4. 生物素化抗体工作液：预先计算好试验所需用量，用检测稀释液（SR2）将30倍抗体浓缩液稀释成1倍应用工作液（稀释前充分混匀），请在30分钟内加入到反应孔中。




5. 酶结合物工作液：按每次试验所需用量配制，用酶结合物稀释液（SR3）将30倍浓缩酶结合物稀释成1倍应用工作液（稀释前离心），请在30分钟内使用。




6. 洗涤方法：
 自动洗板：甩尽酶标板孔中液体，在厚迭吸水纸上拍干，注入洗涤液为 300ul/孔,注与吸出间隔为 30 秒，洗板 5 次。
 手工洗板：甩尽酶标板孔中液体，在厚迭吸水纸上拍干，用洗瓶加入洗涤液300ul/孔，静止 30 秒后甩净酶标板孔中液体，在厚迭的吸水纸上拍干，洗板 5 次。


结果判断：
1.用酶标仪 450 nm 波长测定 OD 值。选择双波长检测，参考波长为 630 nm。

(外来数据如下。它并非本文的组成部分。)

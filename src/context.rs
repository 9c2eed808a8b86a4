use std::collections::HashSet;
use std::fmt;

use openfhe::cxx::{CxxVector, UniquePtr};
use openfhe::ffi;
use tracing::{debug, info};

use crate::ciphertext::{Ciphertext, Plaintext};
use crate::error::Error;
use crate::keys::{KeyPair, PublicKey, SecretKey};
use crate::params::{Parameters, Scheme};

#[derive(Clone, Copy, Debug, PartialEq, Eq, Hash)]
pub enum Feature {
    /// Key generation, encryption and decryption.
    Pke,
    /// Relinearization and rotation keys.
    KeySwitch,
    /// Homomorphic arithmetic.
    LeveledShe,
}

impl Feature {
    fn to_ffi(self) -> ffi::PKESchemeFeature {
        match self {
            Feature::Pke => ffi::PKESchemeFeature::PKE,
            Feature::KeySwitch => ffi::PKESchemeFeature::KEYSWITCH,
            Feature::LeveledShe => ffi::PKESchemeFeature::LEVELEDSHE,
        }
    }
}

impl fmt::Display for Feature {
    fn fmt(&self, f: &mut fmt::Formatter<'_>) -> fmt::Result {
        match self {
            Feature::Pke => write!(f, "PKE"),
            Feature::KeySwitch => write!(f, "KEYSWITCH"),
            Feature::LeveledShe => write!(f, "LEVELEDSHE"),
        }
    }
}

/// An OpenFHE `CryptoContext<DCRTPoly>` plus the bookkeeping OpenFHE does
/// not report back: enabled features and generated evaluation keys. OpenFHE
/// throws (and the process aborts) on a missing key or disabled feature, so
/// those are checked here and returned as errors instead.
pub struct CryptoContext {
    params: Parameters,
    cc: UniquePtr<ffi::CryptoContextDCRTPoly>,
    ring_dim: usize,
    features: HashSet<Feature>,
    has_mult_key: bool,
    rotation_keys: HashSet<i32>,
}

impl CryptoContext {
    pub fn new(params: Parameters) -> Result<Self, Error> {
        let depth = params.multiplicative_depth as u32;
        let batch_size = params.batch_size as u32;
        let ring_dim = params.ring_dim as u32;
        let security = params.security_level.to_ffi();

        let cc = match params.scheme {
            Scheme::Ckks => {
                let mut p = ffi::GenParamsCKKSRNS();
                p.pin_mut().SetMultiplicativeDepth(depth);
                p.pin_mut().SetScalingModSize(params.scaling_mod_size);
                p.pin_mut().SetSecurityLevel(security);
                if batch_size != 0 {
                    p.pin_mut().SetBatchSize(batch_size);
                }
                if ring_dim != 0 {
                    p.pin_mut().SetRingDim(ring_dim);
                }
                ffi::DCRTPolyGenCryptoContextByParamsCKKSRNS(&p)
            }
            Scheme::Bgv => {
                let mut p = ffi::GenParamsBGVRNS();
                p.pin_mut().SetMultiplicativeDepth(depth);
                p.pin_mut().SetPlaintextModulus(params.plaintext_modulus);
                p.pin_mut().SetSecurityLevel(security);
                if batch_size != 0 {
                    p.pin_mut().SetBatchSize(batch_size);
                }
                if ring_dim != 0 {
                    p.pin_mut().SetRingDim(ring_dim);
                }
                ffi::DCRTPolyGenCryptoContextByParamsBGVRNS(&p)
            }
        };
        if cc.is_null() {
            return Err(Error::InvalidParameters(format!(
                "OpenFHE rejected the {} parameters",
                params.scheme
            )));
        }

        let ring_dim = cc.GetRingDimension() as usize;
        if params.batch_size > ring_dim / 2 {
            return Err(Error::TooManyValues {
                len: params.batch_size,
                capacity: ring_dim / 2,
            });
        }
        info!(
            scheme = %params.scheme,
            ring_dim,
            depth,
            batch_size = params.batch_size,
            "crypto context ready"
        );

        Ok(CryptoContext {
            params,
            cc,
            ring_dim,
            features: HashSet::new(),
            has_mult_key: false,
            rotation_keys: HashSet::new(),
        })
    }

    pub fn enable(&mut self, feature: Feature) {
        if self.features.insert(feature) {
            self.cc.EnableByFeature(feature.to_ffi());
        }
    }

    pub fn is_enabled(&self, feature: Feature) -> bool {
        self.features.contains(&feature)
    }

    fn require(&self, feature: Feature) -> Result<(), Error> {
        if self.is_enabled(feature) {
            Ok(())
        } else {
            Err(Error::FeatureDisabled(feature))
        }
    }

    pub fn params(&self) -> &Parameters {
        &self.params
    }

    pub fn scheme(&self) -> Scheme {
        self.params.scheme
    }

    /// Ring dimension OpenFHE settled on.
    pub fn ring_dim(&self) -> usize {
        self.ring_dim
    }

    pub fn slots(&self) -> usize {
        self.ring_dim / 2
    }

    /// Values packed per plaintext; all slots when no batch size was set.
    pub fn batch_size(&self) -> usize {
        match self.params.batch_size {
            0 => self.slots(),
            b => b,
        }
    }

    pub fn key_gen(&self) -> Result<KeyPair, Error> {
        self.require(Feature::Pke)?;
        let kp = self.cc.KeyGen();
        debug!("key pair generated");
        Ok(KeyPair::from_ffi(&kp))
    }

    pub fn eval_mult_key_gen(&mut self, sk: &SecretKey) -> Result<(), Error> {
        self.require(Feature::KeySwitch)?;
        self.cc.EvalMultKeyGen(&sk.sk);
        self.has_mult_key = true;
        debug!("relinearization key generated");
        Ok(())
    }

    /// Generates keys for every index not seen before. Zero needs no key.
    pub fn eval_rotate_key_gen(&mut self, sk: &SecretKey, indices: &[i64]) -> Result<(), Error> {
        self.require(Feature::KeySwitch)?;
        let mut fresh = CxxVector::<i32>::new();
        for &index in indices {
            let r = self.rotation_index(index)?;
            if r != 0 && self.rotation_keys.insert(r) {
                fresh.pin_mut().push(r);
            }
        }
        if !fresh.is_empty() {
            self.cc
                .EvalRotateKeyGen(&sk.sk, &fresh, &ffi::DCRTPolyGenNullPublicKey());
        }
        debug!(keys = self.rotation_keys.len(), "rotation keys generated");
        Ok(())
    }

    fn rotation_index(&self, index: i64) -> Result<i32, Error> {
        i32::try_from(index)
            .ok()
            .filter(|r| r.unsigned_abs() as usize <= self.slots())
            .ok_or(Error::MissingRotationKey(index))
    }

    /// Packs `values` into the first slots. BGV rounds them to integers.
    pub fn make_packed_plaintext(&self, values: &[f64]) -> Result<Plaintext, Error> {
        if values.len() > self.batch_size() {
            return Err(Error::TooManyValues {
                len: values.len(),
                capacity: self.batch_size(),
            });
        }

        let pt = match self.params.scheme {
            Scheme::Ckks => {
                let mut v = CxxVector::<f64>::new();
                for &x in values {
                    v.pin_mut().push(x);
                }
                self.cc
                    .MakeCKKSPackedPlaintext(&v, 1, 0, &ffi::DCRTPolyGenNullParams(), 0)
            }
            Scheme::Bgv => {
                let mut v = CxxVector::<i64>::new();
                for &x in values {
                    v.pin_mut().push(x.round() as i64);
                }
                self.cc.MakePackedPlaintext(&v, 1, 0)
            }
        };

        Ok(Plaintext { pt, len: values.len() })
    }

    pub fn encrypt(&self, pk: &PublicKey, pt: &Plaintext) -> Result<Ciphertext, Error> {
        self.require(Feature::Pke)?;
        Ok(Ciphertext {
            ct: self.cc.EncryptByPublicKey(&pk.pk, &pt.pt),
        })
    }

    /// Decrypts and returns the first `len` slots.
    pub fn decrypt(&self, sk: &SecretKey, ct: &Ciphertext, len: usize) -> Result<Vec<f64>, Error> {
        self.require(Feature::Pke)?;
        let mut pt = ffi::GenNullPlainText();
        self.cc
            .DecryptByPrivateKeyAndCiphertext(&sk.sk, &ct.ct, pt.pin_mut());
        pt.SetLength(len);

        let values = match self.params.scheme {
            Scheme::Ckks => pt.GetRealPackedValue().iter().copied().collect(),
            Scheme::Bgv => pt.GetPackedValue().iter().map(|&v| v as f64).collect(),
        };
        Ok(values)
    }

    pub fn eval_add(&self, a: &Ciphertext, b: &Ciphertext) -> Result<Ciphertext, Error> {
        self.require(Feature::LeveledShe)?;
        Ok(Ciphertext {
            ct: self.cc.EvalAddByCiphertexts(&a.ct, &b.ct),
        })
    }

    pub fn eval_sub(&self, a: &Ciphertext, b: &Ciphertext) -> Result<Ciphertext, Error> {
        self.require(Feature::LeveledShe)?;
        Ok(Ciphertext {
            ct: self.cc.EvalSubByCiphertexts(&a.ct, &b.ct),
        })
    }

    /// Relinearized product; OpenFHE rescales CKKS results on its own.
    pub fn eval_mult(&self, a: &Ciphertext, b: &Ciphertext) -> Result<Ciphertext, Error> {
        self.require(Feature::LeveledShe)?;
        if !self.has_mult_key {
            return Err(Error::MissingRelinKey);
        }
        Ok(Ciphertext {
            ct: self.cc.EvalMultByCiphertexts(&a.ct, &b.ct),
        })
    }

    /// Slot-wise product with a packed plaintext. Slots the plaintext left
    /// empty are zeroed.
    pub fn eval_mult_plain(&self, ct: &Ciphertext, pt: &Plaintext) -> Result<Ciphertext, Error> {
        self.require(Feature::LeveledShe)?;
        Ok(Ciphertext {
            ct: self.cc.EvalMultByCiphertextAndPlaintext(&ct.ct, &pt.pt),
        })
    }

    /// Multiplies every slot by `value`. BGV requires an integer.
    pub fn eval_mult_scalar(&self, ct: &Ciphertext, value: f64) -> Result<Ciphertext, Error> {
        self.require(Feature::LeveledShe)?;
        match self.params.scheme {
            Scheme::Ckks => Ok(Ciphertext {
                ct: self.cc.EvalMultByCiphertextAndConst(&ct.ct, value),
            }),
            Scheme::Bgv => {
                if !value.is_finite() || value.fract() != 0.0 {
                    return Err(Error::NonIntegralScalar(value));
                }
                let pt = self.make_packed_plaintext(&vec![value; self.batch_size()])?;
                self.eval_mult_plain(ct, &pt)
            }
        }
    }

    /// Rotates the slots left by `index` (negative rotates right).
    pub fn eval_rotate(&self, ct: &Ciphertext, index: i64) -> Result<Ciphertext, Error> {
        self.require(Feature::KeySwitch)?;
        let r = self.rotation_index(index)?;
        if r != 0 && !self.rotation_keys.contains(&r) {
            return Err(Error::MissingRotationKey(index));
        }
        Ok(Ciphertext {
            ct: self.cc.EvalRotate(&ct.ct, r),
        })
    }
}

如不能进行双波长检测，请用 450 nm 的 OD 测定值减去 630 nm 的 OD 测定值。
2.计算标准品、样品的平均 OD 值：每个标准品和标本的 OD 值应减去零孔的 OD 值
3.以标准品浓度为横坐标，吸光度OD值为纵坐标，用软件绘制标准曲线，样品中IgG含量可通过对应OD值由标准曲线换算出相应的浓度。
4.若标本 OD 值高于标准曲线上限，应做适当稀释后重新检测，计算浓度时再乘以稀释倍数。
参数表征：


2. 灵敏度：
最低可检测小鼠 IgG 浓度达 0.078ng/ml，20 个零标准品浓度 OD 的平均值加上两个标准差，计算相应的可检测浓度。
3. 特异性：
不与小鼠 IL-2、3、4、5、6、7、9、10Ra 反应，人 IgG 等反应
4. 重复性：
板内，板间变异系数<10%
5. 回收率：
在选取的健康小鼠血浆、细胞培养上清中加入 3 个不同浓度水平的小鼠 IgG，计算回收率。



6. 线性稀释：
分别在选取的 4 份健康小鼠血浆和细胞培养上清中加入高浓度小鼠 IgG，在标准曲线动力学范围内进行稀释，评估线性